Conservazione efficace solo se non genera difficoltà alle comunità locali, afferma Emmanuel de Merode.
Emmanuel de Merode: La Conservazione che Promuove lo Sviluppo Locale
Emmanuel de Merode, Direttore del Parco Nazionale Virunga nella Repubblica Democratica del Congo, sottolinea che la conservazione della natura può avere successo unicamente se migliora le condizioni di vita delle comunità locali. Proteggere l’ambiente senza affrontare la povertà e le necessità di base può infatti portare a resistenza e conflitti. Attraverso l’esperienza di Virunga, de Merode illustra come gli investimenti nell’energia idroelettrica, l’accesso all’elettricità e le opportunità economiche locali hanno contribuito a ridurre la dipendenza dal carbone vegetale, alleviare la pressione sulle foreste e costruire fiducia con le comunità vicine. Sebbene siano stati compiuti progressi, il Direttore riconosce che persistono sfide significative, come l’insicurezza, la povertà e la continua dipendenza dal carbone vegetale, ribadendo l’importanza di un approccio integrato tra conservazione e sviluppo.

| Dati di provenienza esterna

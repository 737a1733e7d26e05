//! Materializes network policy templates into per-namespace Cilium policies.

#![deny(rust_2018_idioms)]
#![forbid(unsafe_code)]

mod metrics;
mod reconcile;
mod store;

#[cfg(test)]
mod tests;

pub use self::{
    metrics::ControllerMetrics,
    reconcile::{Error, Reconciler},
    store::{KubeStore, Store, StoreError},
};
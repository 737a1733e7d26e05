//! Compiles policy templates into policy documents.
//!
//! A template is rendered against the metadata of a single namespace, the
//! output is decoded as YAML (which accepts JSON as well), and the decoded
//! document must declare the expected `apiVersion` and `kind`. Compilation
//! is pure; callers decide what to do with failures.

use crate::document;
use minijinja::{Environment, UndefinedBehavior};
use serde::Serialize;
use serde_json::{Map, Value};
use std::{collections::BTreeMap, fmt};
use thiserror::Error;

/// The values a template is rendered against.
#[derive(Clone, Debug, Default, PartialEq, Eq, Serialize)]
pub struct NamespaceMeta {
    pub name: String,
    pub labels: BTreeMap<String, String>,
    pub annotations: BTreeMap<String, String>,
}

/// An `apiVersion`/`kind` pair.
#[derive(Clone, Debug, Default, PartialEq, Eq)]
pub struct TypeRef {
    pub api_version: String,
    pub kind: String,
}

#[derive(Debug, Error)]
pub enum Error {
    #[error("failed to parse template: {0}")]
    Parse(#[source] minijinja::Error),

    #[error("failed to execute template: {0}")]
    Execute(#[source] minijinja::Error),

    #[error("failed to decode rendered template: {0}")]
    Decode(#[source] Box<dyn std::error::Error + Send + Sync + 'static>),

    #[error("invalid schema: expected {expected}, found {found}")]
    SchemaMismatch { expected: TypeRef, found: TypeRef },
}

// === impl TypeRef ===

impl TypeRef {
    pub fn new(api_version: impl Into<String>, kind: impl Into<String>) -> Self {
        Self {
            api_version: api_version.into(),
            kind: kind.into(),
        }
    }

    fn of(doc: &Value) -> Self {
        let get = |key: &str| {
            doc.get(key)
                .and_then(Value::as_str)
                .unwrap_or_default()
                .to_string()
        };
        Self {
            api_version: get("apiVersion"),
            kind: get("kind"),
        }
    }
}

impl fmt::Display for TypeRef {
    fn fmt(&self, f: &mut fmt::Formatter<'_>) -> fmt::Result {
        write!(f, "{}, Kind={}", self.api_version, self.kind)
    }
}

/// Renders `text` against `ns` and decodes the result into a document of the
/// `expected` type.
///
/// The returned document always has an object-valued `metadata` field.
pub fn compile(text: &str, ns: &NamespaceMeta, expected: &TypeRef) -> Result<Value, Error> {
    let rendered = render(text, ns)?;

    let mut doc: Value =
        serde_yaml::from_str(&rendered).map_err(|error| Error::Decode(Box::new(error)))?;

    let found = TypeRef::of(&doc);
    if found != *expected {
        return Err(Error::SchemaMismatch {
            expected: expected.clone(),
            found,
        });
    }

    // A document with a matching type is necessarily an object.
    if let Value::Object(map) = &mut doc {
        match map.get("metadata").filter(|m| !m.is_null()) {
            Some(metadata) => {
                document::as_map(metadata, "metadata")
                    .map_err(|error| Error::Decode(Box::new(error)))?;
            }
            None => {
                map.insert("metadata".to_string(), Value::Object(Map::new()));
            }
        }
    }

    Ok(doc)
}

fn render(text: &str, ns: &NamespaceMeta) -> Result<String, Error> {
    let mut env = Environment::new();
    env.set_undefined_behavior(UndefinedBehavior::Strict);
    let template = env.template_from_str(text).map_err(Error::Parse)?;
    template.render(ns).map_err(Error::Execute)
}
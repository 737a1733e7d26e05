use crate::{
    k8s::{
        labels::Labels,
        policy::{NetworkPolicyAdmissionRule, NetworkPolicyAdmissionRuleSpec},
        Api, Client, DynamicObject, GeneratedKind, ListParams, Namespace, Resource, ResourceExt,
    },
    validation::{self, Verdict},
};
use anyhow::{anyhow, Result};
use futures::future;
use http_body_util::BodyExt;
use hyper::{http, Request, Response};
use kube::core::admission::Operation;
use serde::de::DeserializeOwned;
use std::sync::Arc;
use thiserror::Error;
use tracing::{debug, info, trace, warn};

/// Validates writes to generated policies and admission rules.
#[derive(Clone)]
pub struct Admission {
    lookup: Arc<dyn Lookup>,
    controller_identity: Arc<str>,
}

/// The cluster state that policy admission depends on.
#[async_trait::async_trait]
pub(crate) trait Lookup: Send + Sync {
    /// Returns a namespace's labels. A namespace that does not exist has none.
    async fn namespace_labels(&self, ns: &str) -> Result<Labels, kube::Error>;

    async fn admission_rules(&self) -> Result<Vec<NetworkPolicyAdmissionRule>, kube::Error>;
}

struct KubeLookup(Client);

#[derive(Debug, Error)]
pub enum Error {
    #[error("failed to read request body: {0}")]
    Request(#[from] hyper::Error),

    #[error("failed to encode json response: {0}")]
    Json(#[from] serde_json::Error),
}

type AdmissionRequest = kube::core::admission::AdmissionRequest<DynamicObject>;
type AdmissionResponse = kube::core::admission::AdmissionResponse;
type AdmissionReview = kube::core::admission::AdmissionReview<DynamicObject>;

type Body = http_body_util::Full<bytes::Bytes>;

// === impl Admission ===

impl tower::Service<Request<hyper::body::Incoming>> for Admission {
    type Response = Response<Body>;
    type Error = Error;
    type Future = future::BoxFuture<'static, Result<Response<Body>, Error>>;

    fn poll_ready(
        &mut self,
        _cx: &mut std::task::Context<'_>,
    ) -> std::task::Poll<std::result::Result<(), Self::Error>> {
        std::task::Poll::Ready(Ok(()))
    }

    fn call(&mut self, req: Request<hyper::body::Incoming>) -> Self::Future {
        trace!(?req);
        if req.method() != http::Method::POST || req.uri().path() != "/" {
            return Box::pin(future::ok(
                Response::builder()
                    .status(http::StatusCode::NOT_FOUND)
                    .body(Body::default())
                    .expect("not found response must be valid"),
            ));
        }

        let admission = self.clone();
        Box::pin(async move {
            use bytes::Buf;
            let bytes = req.into_body().collect().await?.to_bytes();
            let review: AdmissionReview = match serde_json::from_reader(bytes.reader()) {
                Ok(review) => review,
                Err(error) => {
                    warn!(%error, "Failed to parse request body");
                    return json_response(AdmissionResponse::invalid(error).into_review());
                }
            };
            trace!(?review);

            let rsp = match review.try_into() {
                Ok(req) => {
                    debug!(?req);
                    admission.admit(req).await
                }
                Err(error) => {
                    warn!(%error, "Invalid admission request");
                    AdmissionResponse::invalid(error)
                }
            };
            debug!(?rsp);
            json_response(rsp.into_review())
        })
    }
}

impl Admission {
    pub fn new(client: Client, controller_identity: impl Into<Arc<str>>) -> Self {
        Self::with_lookup(Arc::new(KubeLookup(client)), controller_identity)
    }

    pub(crate) fn with_lookup(
        lookup: Arc<dyn Lookup>,
        controller_identity: impl Into<Arc<str>>,
    ) -> Self {
        Self {
            lookup,
            controller_identity: controller_identity.into(),
        }
    }

    async fn admit(self, req: AdmissionRequest) -> AdmissionResponse {
        if let Some(kind) = GeneratedKind::from_group_kind(&req.kind.group, &req.kind.kind) {
            return self.admit_policy(kind, req).await;
        }

        if is_kind::<NetworkPolicyAdmissionRule>(&req) {
            return admit_rule(req);
        }

        AdmissionResponse::invalid(format_args!(
            "unsupported resource type: {}.{}.{}",
            req.kind.group, req.kind.version, req.kind.kind
        ))
    }

    async fn admit_policy(self, kind: GeneratedKind, req: AdmissionRequest) -> AdmissionResponse {
        match req.operation {
            Operation::Delete => admit_delete(req, &self.controller_identity),
            Operation::Create | Operation::Update => self.admit_policy_write(kind, req).await,
            Operation::Connect => AdmissionResponse::from(&req),
        }
    }

    async fn admit_policy_write(
        self,
        kind: GeneratedKind,
        req: AdmissionRequest,
    ) -> AdmissionResponse {
        let rsp = AdmissionResponse::from(&req);
        let Some(obj) = req.object.as_ref() else {
            return errored(rsp, 400, "admission request missing 'object'");
        };
        let name = obj.name_any();

        let namespace = kind
            .is_namespaced()
            .then(|| req.namespace.clone().or_else(|| obj.namespace()))
            .flatten();
        let labels = match namespace.as_deref() {
            Some(ns) => match self.lookup.namespace_labels(ns).await {
                Ok(labels) => labels,
                Err(error) => {
                    warn!(%error, namespace = %ns, "Failed to look up namespace");
                    return errored(rsp, 500, error);
                }
            },
            None => Labels::default(),
        };

        let rules = match self.lookup.admission_rules().await {
            Ok(rules) => rules,
            Err(error) => {
                warn!(%error, "Failed to list admission rules");
                return errored(rsp, 500, error);
            }
        };

        match validation::validate_policy(&obj.data, &rules, &labels) {
            Ok(Verdict::Allow) => rsp,
            Ok(Verdict::Deny(reason)) => {
                info!(%kind, ?namespace, %name, %reason, "Denied");
                rsp.deny(reason)
            }
            Err(error @ validation::Error::Policy(_)) => {
                info!(%kind, ?namespace, %name, %error, "Rejected malformed policy");
                errored(rsp, 400, error)
            }
            Err(error @ validation::Error::Rule { .. }) => {
                warn!(%error, "Admission rule is misconfigured");
                errored(rsp, 500, error)
            }
        }
    }
}

// === impl KubeLookup ===

#[async_trait::async_trait]
impl Lookup for KubeLookup {
    async fn namespace_labels(&self, ns: &str) -> Result<Labels, kube::Error> {
        let api = Api::<Namespace>::all(self.0.clone());
        let labels = api
            .get_opt(ns)
            .await?
            .and_then(|ns| ns.metadata.labels)
            .into();
        Ok(labels)
    }

    async fn admission_rules(&self) -> Result<Vec<NetworkPolicyAdmissionRule>, kube::Error> {
        let api = Api::<NetworkPolicyAdmissionRule>::all(self.0.clone());
        Ok(api.list(&ListParams::default()).await?.items)
    }
}

fn admit_delete(req: AdmissionRequest, controller_identity: &str) -> AdmissionResponse {
    let rsp = AdmissionResponse::from(&req);
    let Some(obj) = req.old_object.as_ref() else {
        return errored(rsp, 400, "admission request missing 'oldObject'");
    };

    let username = req.user_info.username.as_deref().unwrap_or_default();
    match validation::validate_delete(&obj.metadata, username, controller_identity) {
        Verdict::Allow => rsp,
        Verdict::Deny(reason) => {
            info!(name = %obj.name_any(), %username, "Denied deletion of a managed policy");
            rsp.deny(reason)
        }
    }
}

fn admit_rule(req: AdmissionRequest) -> AdmissionResponse {
    let rsp = AdmissionResponse::from(&req);
    if !matches!(req.operation, Operation::Create | Operation::Update) {
        return rsp;
    }

    let (obj, spec) = match parse_spec::<NetworkPolicyAdmissionRuleSpec>(req) {
        Ok(spec) => spec,
        Err(error) => {
            info!(%error, "Failed to parse NetworkPolicyAdmissionRule spec");
            return errored(rsp, 400, error);
        }
    };

    match validation::validate_admission_rule(&spec) {
        Verdict::Allow => rsp,
        Verdict::Deny(reason) => {
            info!(name = %obj.name_any(), %reason, "Denied");
            rsp.deny(reason)
        }
    }
}

/// Rejects a request that could not be evaluated, reporting `code` as the
/// HTTP status of the result.
fn errored(rsp: AdmissionResponse, code: u16, reason: impl ToString) -> AdmissionResponse {
    let mut rsp = rsp.deny(reason);
    rsp.result.code = code;
    rsp
}

fn is_kind<T>(req: &AdmissionRequest) -> bool
where
    T: Resource,
    T::DynamicType: Default,
{
    let dt = Default::default();
    req.kind.group.eq_ignore_ascii_case(&T::group(&dt))
        && req.kind.kind.eq_ignore_ascii_case(&T::kind(&dt))
}

fn json_response(rsp: AdmissionReview) -> Result<Response<Body>, Error> {
    let bytes = serde_json::to_vec(&rsp)?;
    Ok(Response::builder()
        .status(http::StatusCode::OK)
        .header(http::header::CONTENT_TYPE, "application/json")
        .body(Body::from(bytes))
        .expect("admission review response must be valid"))
}

fn parse_spec<T: DeserializeOwned>(req: AdmissionRequest) -> Result<(DynamicObject, T)> {
    let obj = req
        .object
        .ok_or_else(|| anyhow!("admission request missing 'object'"))?;

    let spec = {
        let data = obj
            .data
            .get("spec")
            .cloned()
            .ok_or_else(|| anyhow!("admission request missing 'spec'"))?;
        serde_json::from_value(data)?
    };

    Ok((obj, spec))
}
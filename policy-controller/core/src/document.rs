//! A schema-agnostic view of policy documents.
//!
//! Policy bodies are held as a generic [`Value`] tree so that the same code
//! can inspect every schema variant of a policy kind. Object keys are kept in
//! a map keyed by name, so two trees compare equal regardless of the order in
//! which their fields were written.
//!
//! The accessors in this module never coerce: a node with an unexpected shape
//! yields a [`MalformedField`] naming the path that was being read.

use serde_json::{Map, Value};
use thiserror::Error;

/// The field holding a single rule-set.
pub const SPEC: &str = "spec";

/// The field holding a list of rule-sets.
pub const SPECS: &str = "specs";

#[derive(Clone, Debug, Error, PartialEq, Eq)]
pub enum MalformedField {
    #[error("{path}: expected {expected}, found {found}")]
    Shape {
        path: String,
        expected: &'static str,
        found: &'static str,
    },

    #[error("invalid CIDR {value:?}: {source}")]
    Cidr {
        value: String,
        #[source]
        source: ipnet::AddrParseError,
    },
}

/// The controller-owned portion of a policy document.
///
/// Only `spec` and `specs` are compared and replaced when a generated
/// document is brought in line with its template; everything else on the
/// stored object (metadata, status) is left as the store has it.
#[derive(Clone, Debug, Default, PartialEq)]
pub struct RuleContent {
    pub spec: Option<Value>,
    pub specs: Option<Value>,
}

// === impl MalformedField ===

impl MalformedField {
    fn shape(path: &str, expected: &'static str, found: &Value) -> Self {
        Self::Shape {
            path: path.to_string(),
            expected,
            found: type_name(found),
        }
    }
}

// === impl RuleContent ===

impl RuleContent {
    /// Reads the rule content from the top-level fields of a document.
    pub fn of(data: &Value) -> Self {
        let get = |key: &str| data.as_object().and_then(|m| field(m, key)).cloned();
        Self {
            spec: get(SPEC),
            specs: get(SPECS),
        }
    }

    /// Writes this rule content into a document, removing any rule field that
    /// is absent here. Other top-level fields are preserved.
    pub fn apply_to(self, data: &mut Value) {
        if !data.is_object() {
            *data = Value::Object(Map::new());
        }

        if let Value::Object(map) = data {
            for (key, value) in [(SPEC, self.spec), (SPECS, self.specs)] {
                match value {
                    Some(value) => {
                        map.insert(key.to_string(), value);
                    }
                    None => {
                        map.remove(key);
                    }
                }
            }
        }
    }
}

/// Returns the value of `key` in `map`, treating an explicit `null` the same
/// as an absent field.
pub fn field<'a>(map: &'a Map<String, Value>, key: &str) -> Option<&'a Value> {
    map.get(key).filter(|v| !v.is_null())
}

pub fn as_map<'a>(value: &'a Value, path: &str) -> Result<&'a Map<String, Value>, MalformedField> {
    value
        .as_object()
        .ok_or_else(|| MalformedField::shape(path, "object", value))
}

pub fn as_list<'a>(value: &'a Value, path: &str) -> Result<&'a [Value], MalformedField> {
    value
        .as_array()
        .map(Vec::as_slice)
        .ok_or_else(|| MalformedField::shape(path, "array", value))
}

pub fn as_str<'a>(value: &'a Value, path: &str) -> Result<&'a str, MalformedField> {
    value
        .as_str()
        .ok_or_else(|| MalformedField::shape(path, "string", value))
}

/// Collects the rule-sets of a policy document: `spec` when it is set,
/// followed by each element of `specs`. A document may set both.
pub fn rule_sets(data: &Value) -> Result<Vec<&Map<String, Value>>, MalformedField> {
    let root = as_map(data, "")?;

    let mut sets = Vec::new();
    if let Some(spec) = field(root, SPEC) {
        sets.push(as_map(spec, SPEC)?);
    }
    if let Some(specs) = field(root, SPECS) {
        for (i, spec) in as_list(specs, SPECS)?.iter().enumerate() {
            sets.push(as_map(spec, &format!("{SPECS}[{i}]"))?);
        }
    }
    Ok(sets)
}

fn type_name(value: &Value) -> &'static str {
    match value {
        Value::Null => "null",
        Value::Bool(_) => "boolean",
        Value::Number(_) => "number",
        Value::String(_) => "string",
        Value::Array(_) => "array",
        Value::Object(_) => "object",
    }
}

Un Modello di Conservazione Unico
Il Parco Nazionale Virunga, fondato nel 1925, è il parco nazionale più antico d’Africa e uno dei più biodiversi. Situato tra le Montagne Rwenzori e le pianure vulcaniche al confine con Ruanda e Uganda, è la casa di gorilla di montagna, elefanti di foresta e tre specie di grandi primati. Tuttavia, il parco ha subito le conseguenze di decenni di conflitto, della presenza di gruppi armati e dello sfruttamento illegale delle risorse, rendendo la conservazione un compito molto più complesso rispetto alla semplice protezione della fauna selvatica.
Fabrice, un ranger del parco dal 2013, sottolinea il costo umano della conservazione, poiché Virunga ha perso più ranger di qualsiasi altra area protetta in Africa. Questo porta a interrogarsi se nuovi modelli di conservazione possano proteggere meglio sia la biodiversità che coloro che ne sono custodi.